Pay Attention to Diet
Consider probiotics. “The bacteria in our gut play a large role in overall health, GI and otherwise,” notes Dr. Skole. Probiotics — found in cultured foods like yogurt and also available in supplement form — may help maintain those good bacteria.

Add fiber to your diet. Insufficient fiber can lead to constipation and can contribute to diverticulitis, a painful disease of the large intestine. A high-fiber diet can help maintain healthy intestinal bacteria and aid in weight loss by creating a feeling of fullness.

Limit fatty foods. Eating high-fat foods can lead to reflux and contribute to irritable bowel syndrome (IBS), a chronic condition with symptoms that include abdominal pain, bloating, diarrhea, and constipation.

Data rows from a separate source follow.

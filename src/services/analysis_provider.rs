//! Optional remote analysis with a heuristic fallback.
//!
//! A remote provider receives the same risk context and evaluations as the
//! heuristic pipeline and must return the same [`RiskRecommendations`]
//! shape. [`RecommendationEngine`] is the single call site: it bounds every
//! remote call with a deadline and falls back to the heuristic pipeline on
//! timeout, transport failure, or an invalid payload. Callers never see a
//! provider error.

use std::future::Future;
use std::time::Duration;

use serde::Serialize;

use crate::config::AppConfig;
use crate::errors::AppError;
use crate::models::evaluation::Evaluation;
use crate::models::risk::RiskContext;
use crate::services::recommendation::{self, AnalysisSource, RiskRecommendations};

/// Capability of producing recommendations outside this process.
pub trait AnalysisProvider: Send + Sync {
    /// Short name used in logs.
    fn name(&self) -> &str;

    fn analyze(
        &self,
        context: &RiskContext,
        evaluations: &[Evaluation],
    ) -> impl Future<Output = Result<RiskRecommendations, AppError>> + Send;
}

/// Request body sent to the remote provider.
#[derive(Debug, Serialize)]
struct AnalysisRequest<'a> {
    context: &'a RiskContext,
    evaluations: &'a [Evaluation],
}

/// HTTP provider posting JSON to a configured endpoint.
#[derive(Debug, Clone)]
pub struct RemoteAnalyzer {
    client: reqwest::Client,
    endpoint: String,
    api_key: Option<String>,
}

impl RemoteAnalyzer {
    pub fn new(endpoint: impl Into<String>, api_key: Option<String>) -> Self {
        Self {
            client: reqwest::Client::new(),
            endpoint: endpoint.into(),
            api_key,
        }
    }
}

impl AnalysisProvider for RemoteAnalyzer {
    fn name(&self) -> &str {
        &self.endpoint
    }

    async fn analyze(
        &self,
        context: &RiskContext,
        evaluations: &[Evaluation],
    ) -> Result<RiskRecommendations, AppError> {
        let mut request = self.client.post(&self.endpoint).json(&AnalysisRequest {
            context,
            evaluations,
        });
        if let Some(key) = &self.api_key {
            request = request.bearer_auth(key);
        }

        let recommendations = request
            .send()
            .await?
            .error_for_status()?
            .json::<RiskRecommendations>()
            .await?;

        Ok(recommendations)
    }
}

/// How recommendations are produced, for health reporting.
#[derive(Debug, Clone, Copy, PartialEq, Eq, Serialize)]
#[serde(rename_all = "snake_case")]
pub enum AnalysisMode {
    Heuristic,
    Remote,
}

/// Single call site selecting the remote provider or the heuristic pipeline.
#[derive(Debug, Clone)]
pub struct RecommendationEngine<P = RemoteAnalyzer> {
    remote: Option<P>,
    deadline: Duration,
}

impl RecommendationEngine<RemoteAnalyzer> {
    /// Build the engine from configuration. No provider URL means heuristic only.
    pub fn from_config(config: &AppConfig) -> Self {
        let remote = config
            .analysis_provider_url
            .as_ref()
            .map(|url| RemoteAnalyzer::new(url.clone(), config.analysis_provider_api_key.clone()));

        Self {
            remote,
            deadline: config.analysis_provider_timeout(),
        }
    }
}

impl<P: AnalysisProvider> RecommendationEngine<P> {
    /// Heuristic-only engine.
    pub fn heuristic() -> Self {
        Self {
            remote: None,
            deadline: Duration::ZERO,
        }
    }

    /// Engine delegating to `provider`, bounded by `deadline`.
    pub fn with_provider(provider: P, deadline: Duration) -> Self {
        Self {
            remote: Some(provider),
            deadline,
        }
    }

    pub fn mode(&self) -> AnalysisMode {
        if self.remote.is_some() {
            AnalysisMode::Remote
        } else {
            AnalysisMode::Heuristic
        }
    }

    /// Produce recommendations, preferring the remote provider when configured.
    pub async fn recommend(
        &self,
        context: &RiskContext,
        evaluations: &[Evaluation],
    ) -> RiskRecommendations {
        let Some(provider) = &self.remote else {
            return recommendation::recommend(context, evaluations);
        };

        let outcome = match tokio::time::timeout(
            self.deadline,
            provider.analyze(context, evaluations),
        )
        .await
        {
            Ok(result) => result.and_then(|recommendations| {
                recommendations.validate()?;
                Ok(recommendations)
            }),
            Err(_) => Err(AppError::Provider(format!(
                "no answer within {}ms",
                self.deadline.as_millis()
            ))),
        };

        match outcome {
            Ok(mut recommendations) => {
                tracing::debug!(provider = provider.name(), "Remote analysis succeeded");
                recommendations.source = AnalysisSource::Remote;
                recommendations
            }
            Err(e) => {
                tracing::warn!(
                    provider = provider.name(),
                    error = %e,
                    "Remote analysis failed, falling back to heuristic engine"
                );
                recommendation::recommend(context, evaluations)
            }
        }
    }
}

Consider gluten. A protein found in wheat, barley and rye products, gluten can cause serious problems in individuals with celiac disease. If you have unexplained intestinal pain, ask your doctor if celiac disease might be the cause. In addition, symptoms like bloating, gas and diarrhea could be a sign of gluten sensitivity in people who don’t suffer from celiac disease. Sometimes, simply cutting back on gluten can help.

Anything Else?
Limit antibiotics and pain medications. By killing off good bacteria as well as bad, antibiotics can cause GI problems like intestinal pain and diarrhea. And nonsteroidal anti-inflammatory drugs (NSAIDS), like ibuprofen and naproxen, can cause stomach pain and bleeding.

Control stress. Excessive stress can slow digestion and lead to—or exacerbate—GI pain. Studies indicate that relaxation therapy, hypnotherapy and cognitive behavioral therapy may all help regulate stress.

Get moving. Aerobic exercise like walking, running and biking can relieve and prevent constipation. It can also help control stress.